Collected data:
================================
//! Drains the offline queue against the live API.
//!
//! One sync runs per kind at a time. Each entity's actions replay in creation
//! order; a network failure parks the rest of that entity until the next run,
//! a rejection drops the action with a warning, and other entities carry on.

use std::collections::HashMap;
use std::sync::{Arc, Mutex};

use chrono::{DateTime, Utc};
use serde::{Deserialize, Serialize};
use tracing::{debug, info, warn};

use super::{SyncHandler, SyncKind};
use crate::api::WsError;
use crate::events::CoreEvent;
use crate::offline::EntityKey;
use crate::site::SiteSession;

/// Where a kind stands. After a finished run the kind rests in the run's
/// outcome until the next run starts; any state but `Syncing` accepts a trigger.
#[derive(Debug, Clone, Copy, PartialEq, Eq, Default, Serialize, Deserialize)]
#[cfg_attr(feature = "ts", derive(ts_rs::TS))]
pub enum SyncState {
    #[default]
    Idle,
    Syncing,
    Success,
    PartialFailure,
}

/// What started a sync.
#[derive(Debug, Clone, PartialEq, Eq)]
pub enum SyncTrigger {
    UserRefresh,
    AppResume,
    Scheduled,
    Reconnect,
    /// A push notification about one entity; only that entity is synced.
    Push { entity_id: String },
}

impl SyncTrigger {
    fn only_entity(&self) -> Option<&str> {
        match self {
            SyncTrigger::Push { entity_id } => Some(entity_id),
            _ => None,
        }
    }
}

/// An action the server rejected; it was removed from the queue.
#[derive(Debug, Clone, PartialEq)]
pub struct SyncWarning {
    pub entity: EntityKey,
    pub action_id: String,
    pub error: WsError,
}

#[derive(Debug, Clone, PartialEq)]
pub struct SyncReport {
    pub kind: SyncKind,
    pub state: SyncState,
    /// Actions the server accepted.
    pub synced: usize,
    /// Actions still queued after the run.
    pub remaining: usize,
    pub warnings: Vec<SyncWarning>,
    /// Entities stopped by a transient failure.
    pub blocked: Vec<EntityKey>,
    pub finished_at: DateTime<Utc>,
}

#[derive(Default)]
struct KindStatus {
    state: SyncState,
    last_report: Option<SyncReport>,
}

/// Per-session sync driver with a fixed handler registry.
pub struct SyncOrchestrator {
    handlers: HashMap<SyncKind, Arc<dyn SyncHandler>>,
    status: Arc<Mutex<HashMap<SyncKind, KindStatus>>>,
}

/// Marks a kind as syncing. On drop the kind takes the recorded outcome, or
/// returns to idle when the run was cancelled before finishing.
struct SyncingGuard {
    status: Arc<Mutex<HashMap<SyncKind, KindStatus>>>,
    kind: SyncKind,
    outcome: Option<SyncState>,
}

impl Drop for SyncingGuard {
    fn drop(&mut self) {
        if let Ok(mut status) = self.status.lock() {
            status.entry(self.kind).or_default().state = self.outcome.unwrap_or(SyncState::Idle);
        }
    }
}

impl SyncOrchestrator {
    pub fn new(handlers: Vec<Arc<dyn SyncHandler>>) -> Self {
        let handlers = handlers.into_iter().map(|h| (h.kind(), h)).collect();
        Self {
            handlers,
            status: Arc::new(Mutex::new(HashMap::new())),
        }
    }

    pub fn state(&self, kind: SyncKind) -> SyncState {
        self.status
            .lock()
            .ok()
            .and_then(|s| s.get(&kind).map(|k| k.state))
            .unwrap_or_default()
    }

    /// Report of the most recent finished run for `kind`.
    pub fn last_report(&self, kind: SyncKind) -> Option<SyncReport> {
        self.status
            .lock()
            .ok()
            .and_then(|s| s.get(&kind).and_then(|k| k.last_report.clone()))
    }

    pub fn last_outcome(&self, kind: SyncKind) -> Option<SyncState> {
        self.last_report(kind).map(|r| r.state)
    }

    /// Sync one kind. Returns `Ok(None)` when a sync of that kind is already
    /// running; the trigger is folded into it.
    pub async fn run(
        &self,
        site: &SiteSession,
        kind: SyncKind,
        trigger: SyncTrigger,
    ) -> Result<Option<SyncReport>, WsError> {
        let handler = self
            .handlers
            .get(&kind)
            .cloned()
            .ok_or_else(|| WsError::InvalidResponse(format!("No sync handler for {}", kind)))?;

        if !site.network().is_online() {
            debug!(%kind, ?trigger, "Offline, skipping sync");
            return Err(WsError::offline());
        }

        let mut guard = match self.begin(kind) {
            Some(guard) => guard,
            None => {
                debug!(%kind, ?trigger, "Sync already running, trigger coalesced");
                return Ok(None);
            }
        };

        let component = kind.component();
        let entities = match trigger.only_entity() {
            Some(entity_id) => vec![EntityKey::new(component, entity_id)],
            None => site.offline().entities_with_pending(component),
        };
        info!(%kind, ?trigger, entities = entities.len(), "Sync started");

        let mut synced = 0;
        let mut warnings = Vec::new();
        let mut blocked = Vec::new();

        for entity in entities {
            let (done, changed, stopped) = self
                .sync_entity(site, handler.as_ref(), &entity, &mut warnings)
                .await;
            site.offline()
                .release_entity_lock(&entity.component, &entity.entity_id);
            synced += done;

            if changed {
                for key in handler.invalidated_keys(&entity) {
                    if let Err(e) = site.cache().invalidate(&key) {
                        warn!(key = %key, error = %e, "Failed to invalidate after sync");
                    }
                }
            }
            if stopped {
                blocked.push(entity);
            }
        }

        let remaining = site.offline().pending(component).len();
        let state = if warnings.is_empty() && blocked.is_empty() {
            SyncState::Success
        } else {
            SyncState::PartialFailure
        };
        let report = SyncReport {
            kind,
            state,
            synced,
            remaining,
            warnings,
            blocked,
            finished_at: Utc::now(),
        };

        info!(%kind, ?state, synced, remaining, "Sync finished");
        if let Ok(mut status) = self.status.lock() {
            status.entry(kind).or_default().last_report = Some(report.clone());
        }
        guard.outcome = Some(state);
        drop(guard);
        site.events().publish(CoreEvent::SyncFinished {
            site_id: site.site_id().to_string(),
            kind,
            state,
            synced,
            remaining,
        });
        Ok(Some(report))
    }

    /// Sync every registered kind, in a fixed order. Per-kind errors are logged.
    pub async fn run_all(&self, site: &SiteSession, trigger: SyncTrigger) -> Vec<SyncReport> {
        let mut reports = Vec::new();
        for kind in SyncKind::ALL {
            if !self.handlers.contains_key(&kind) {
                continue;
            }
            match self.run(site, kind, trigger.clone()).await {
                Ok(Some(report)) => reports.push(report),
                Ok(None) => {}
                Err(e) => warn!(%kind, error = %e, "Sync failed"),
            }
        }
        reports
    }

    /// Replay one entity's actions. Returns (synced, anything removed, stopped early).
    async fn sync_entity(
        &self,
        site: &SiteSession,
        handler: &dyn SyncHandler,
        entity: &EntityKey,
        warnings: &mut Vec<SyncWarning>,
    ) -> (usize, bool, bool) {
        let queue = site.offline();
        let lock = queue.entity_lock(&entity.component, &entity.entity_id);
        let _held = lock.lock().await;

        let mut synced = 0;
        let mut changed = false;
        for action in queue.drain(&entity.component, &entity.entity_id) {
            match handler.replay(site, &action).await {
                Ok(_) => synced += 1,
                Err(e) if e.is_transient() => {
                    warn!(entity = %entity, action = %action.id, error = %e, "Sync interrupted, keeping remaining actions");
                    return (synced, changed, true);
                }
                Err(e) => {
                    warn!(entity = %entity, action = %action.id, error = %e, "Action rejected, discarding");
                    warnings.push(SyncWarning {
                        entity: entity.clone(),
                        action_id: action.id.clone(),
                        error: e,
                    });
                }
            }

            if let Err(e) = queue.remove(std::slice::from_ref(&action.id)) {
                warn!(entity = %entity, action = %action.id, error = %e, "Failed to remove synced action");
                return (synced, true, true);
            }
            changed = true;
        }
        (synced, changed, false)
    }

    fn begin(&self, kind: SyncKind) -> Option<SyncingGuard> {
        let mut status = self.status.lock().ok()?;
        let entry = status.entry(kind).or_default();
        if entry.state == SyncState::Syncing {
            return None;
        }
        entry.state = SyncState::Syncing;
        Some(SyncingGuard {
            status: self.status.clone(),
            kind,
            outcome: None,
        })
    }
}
================================
Starting at the line that contains "let mut status", return every line through the last one above, exactly as written.

## Expected output
        let mut status = self.status.lock().ok()?;
        let entry = status.entry(kind).or_default();
        if entry.state == SyncState::Syncing {
            return None;
        }
        entry.state = SyncState::Syncing;
        Some(SyncingGuard {
            status: self.status.clone(),
            kind,
            outcome: None,
        })
    }
}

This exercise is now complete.